Because not every key is hot so it has to be a key value pair of Identifiers. I 
opened a PR accordingly: https://github.com/apache/calcite/pull/1677


I would want to try this idea in BeamSQL and then to see if we have future need 
to revise it.

> Support hot Groupby keys hint
> -----------------------------
>
>                 Key: CALCITE-3594
>                 URL: https://issues.apache.org/jira/browse/CALCITE-3594
>             Project: Calcite
>          Issue Type: Sub-task
>            Reporter: Rui Wang
>            Assignee: Rui Wang
>            Priority: Major
>              Labels: pull-request-available
>          Time Spent: 20m
>  Remaining Estimate: 0h
>
> It will be useful for Apache Beam if we support the following SqlHint:
> SELECT * FROM t
> GROUP BY t.key_column /* + hot_key(key1=fanout_factor, ...) */)

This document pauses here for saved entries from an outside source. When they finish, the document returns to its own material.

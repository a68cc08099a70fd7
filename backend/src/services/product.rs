//! Catalog service: product CRUD for sellers, lookups for order snapshots

use chrono::{DateTime, Utc};
use rust_decimal::Decimal;
use serde::Deserialize;
use sqlx::PgPool;
use uuid::Uuid;

use crate::error::{AppError, AppResult};
use shared::models::Product;
use shared::validation::validate_price;

/// Product service backing the catalog collaborator
#[derive(Clone)]
pub struct ProductService {
    db: PgPool,
}

#[derive(Debug, sqlx::FromRow)]
struct ProductRow {
    id: Uuid,
    store_id: Uuid,
    name: String,
    description: Option<String>,
    price: Decimal,
    stock: i32,
    image_path: Option<String>,
    created_at: DateTime<Utc>,
    updated_at: DateTime<Utc>,
}

impl From<ProductRow> for Product {
    fn from(row: ProductRow) -> Self {
        Product {
            id: row.id,
            store_id: row.store_id,
            name: row.name,
            description: row.description,
            price: row.price,
            stock: row.stock,
            image_path: row.image_path,
            created_at: row.created_at,
            updated_at: row.updated_at,
        }
    }
}

const PRODUCT_COLUMNS: &str =
    "id, store_id, name, description, price, stock, image_path, created_at, updated_at";

/// Input for creating a product
#[derive(Debug, Deserialize)]
pub struct CreateProductInput {
    pub name: String,
    pub description: Option<String>,
    pub price: Decimal,
    pub stock: i32,
    pub image_path: Option<String>,
}

/// Input for updating a product
#[derive(Debug, Deserialize)]
pub struct UpdateProductInput {
    pub name: Option<String>,
    pub description: Option<String>,
    pub price: Option<Decimal>,
    pub stock: Option<i32>,
    pub image_path: Option<String>,
}

impl ProductService {
    /// Create a new ProductService instance
    pub fn new(db: PgPool) -> Self {
        Self { db }
    }

    /// List a store's products, optionally limited
    pub async fn list_by_store(&self, store_id: Uuid, limit: Option<i64>) -> AppResult<Vec<Product>> {
        let rows = sqlx::query_as::<_, ProductRow>(&format!(
            "SELECT {} FROM products WHERE store_id = $1 ORDER BY created_at DESC LIMIT $2",
            PRODUCT_COLUMNS
        ))
        .bind(store_id)
        .bind(limit.unwrap_or(i64::MAX))
        .fetch_all(&self.db)
        .await?;

        Ok(rows.into_iter().map(Product::from).collect())
    }

    /// List all products across stores (student browsing)
    pub async fn list_all(&self, limit: Option<i64>) -> AppResult<Vec<Product>> {
        let rows = sqlx::query_as::<_, ProductRow>(&format!(
            "SELECT {} FROM products ORDER BY created_at DESC LIMIT $1",
            PRODUCT_COLUMNS
        ))
        .bind(limit.unwrap_or(i64::MAX))
        .fetch_all(&self.db)
        .await?;

        Ok(rows.into_iter().map(Product::from).collect())
    }

    /// Get a product by id
    pub async fn get_product(&self, product_id: Uuid) -> AppResult<Product> {
        let row = sqlx::query_as::<_, ProductRow>(&format!(
            "SELECT {} FROM products WHERE id = $1",
            PRODUCT_COLUMNS
        ))
        .bind(product_id)
        .fetch_optional(&self.db)
        .await?
        .ok_or_else(|| AppError::NotFound("Product".to_string()))?;

        Ok(row.into())
    }

    /// Create a product under the seller's store
    pub async fn create_product(
        &self,
        store_id: Uuid,
        input: CreateProductInput,
    ) -> AppResult<Product> {
        if input.name.trim().is_empty() {
            return Err(AppError::Validation {
                field: "name".to_string(),
                message: "Product name cannot be empty".to_string(),
            });
        }
        validate_price(input.price).map_err(|msg| AppError::Validation {
            field: "price".to_string(),
            message: msg.to_string(),
        })?;
        if input.stock < 0 {
            return Err(AppError::Validation {
                field: "stock".to_string(),
                message: "Stock cannot be negative".to_string(),
            });
        }

        let row = sqlx::query_as::<_, ProductRow>(&format!(
            r#"
            INSERT INTO products (store_id, name, description, price, stock, image_path)
            VALUES ($1, $2, $3, $4, $5, $6)
            RETURNING {}
            "#,
            PRODUCT_COLUMNS
        ))
        .bind(store_id)
        .bind(&input.name)
        .bind(&input.description)
        .bind(input.price)
        .bind(input.stock)
        .bind(&input.image_path)
        .fetch_one(&self.db)
        .await?;

        Ok(row.into())
    }

    /// Update a product; the product must belong to the seller's store
    pub async fn update_product(
        &self,
        store_id: Uuid,
        product_id: Uuid,
        input: UpdateProductInput,
    ) -> AppResult<Product> {
        let existing = self.get_product(product_id).await?;
        if existing.store_id != store_id {
            return Err(AppError::InsufficientPermissions);
        }

        let price = input.price.unwrap_or(existing.price);
        validate_price(price).map_err(|msg| AppError::Validation {
            field: "price".to_string(),
            message: msg.to_string(),
        })?;
        let stock = input.stock.unwrap_or(existing.stock);
        if stock < 0 {
            return Err(AppError::Validation {
                field: "stock".to_string(),
                message: "Stock cannot be negative".to_string(),
            });
        }

        let name = input.name.unwrap_or(existing.name);
        let description = input.description.or(existing.description);
        let image_path = input.image_path.or(existing.image_path);

        let row = sqlx::query_as::<_, ProductRow>(&format!(
            r#"
            UPDATE products
            SET name = $1, description = $2, price = $3, stock = $4,
                image_path = $5, updated_at = NOW()
            WHERE id = $6
            RETURNING {}
            "#,
            PRODUCT_COLUMNS
        ))
        .bind(&name)
        .bind(&description)
        .bind(price)
        .bind(stock)
        .bind(&image_path)
        .bind(product_id)
        .fetch_one(&self.db)
        .await?;

        Ok(row.into())
    }

    /// Delete a product; the product must belong to the seller's store
    pub async fn delete_product(&self, store_id: Uuid, product_id: Uuid) -> AppResult<()> {
        let existing = self.get_product(product_id).await?;
        if existing.store_id != store_id {
            return Err(AppError::InsufficientPermissions);
        }

        sqlx::query("DELETE FROM products WHERE id = $1")
            .bind(product_id)
            .execute(&self.db)
            .await?;

        Ok(())
    }
}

> The hot key strategy works on aggregation and it provides a list of hot keys 
> with fanout factor for a column. The fanout factor says how many partition 
> should be created for that specific key, such that we can have a per 
> partition aggregate and then have a final aggregate. One example to explain 
> it:
> SELECT * FROM t
> GROUP BY t.key_column /* + hot_key("value1"=2) */)
> // for the key_column, there is a "value1" which appear so many times (so 
> it's hot), please consider split it into two partition and process separately.

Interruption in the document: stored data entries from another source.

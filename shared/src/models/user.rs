//! User accounts and role profiles

use chrono::{DateTime, Utc};
use serde::{Deserialize, Serialize};
use uuid::Uuid;

/// A registered account, either a student buyer or a store seller
#[derive(Debug, Clone, Serialize, Deserialize)]
pub struct User {
    pub id: Uuid,
    pub name: String,
    pub email: String,
    pub role: UserRole,
    pub created_at: DateTime<Utc>,
}

/// Account role
#[derive(Debug, Clone, Copy, PartialEq, Eq, Serialize, Deserialize)]
#[serde(rename_all = "snake_case")]
pub enum UserRole {
    Student,
    Seller,
}

impl UserRole {
    pub fn as_str(&self) -> &'static str {
        match self {
            UserRole::Student => "student",
            UserRole::Seller => "seller",
        }
    }

    pub fn from_str(s: &str) -> Option<Self> {
        match s {
            "student" => Some(UserRole::Student),
            "seller" => Some(UserRole::Seller),
            _ => None,
        }
    }
}

impl std::fmt::Display for UserRole {
    fn fmt(&self, f: &mut std::fmt::Formatter<'_>) -> std::fmt::Result {
        f.write_str(self.as_str())
    }
}

/// Student profile attached to a `User` with the `Student` role
#[derive(Debug, Clone, Serialize, Deserialize)]
pub struct StudentProfile {
    pub id: Uuid,
    pub user_id: Uuid,
    pub college_id: String,
    pub phone: Option<String>,
    pub department: Option<String>,
}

> Such problem is common for big data processing, where hot key creates slowest 
> machine which either slow down the whole pipeline or make retries. In such 
> case, one common resolution is to split data to multiple partition and 
> aggregate per partition, and then have a final combine. 
> Usually execution engine won't know what is the hot key(s). SqlHint provides 
> a good way to tell the engine which key is useful to deal with it.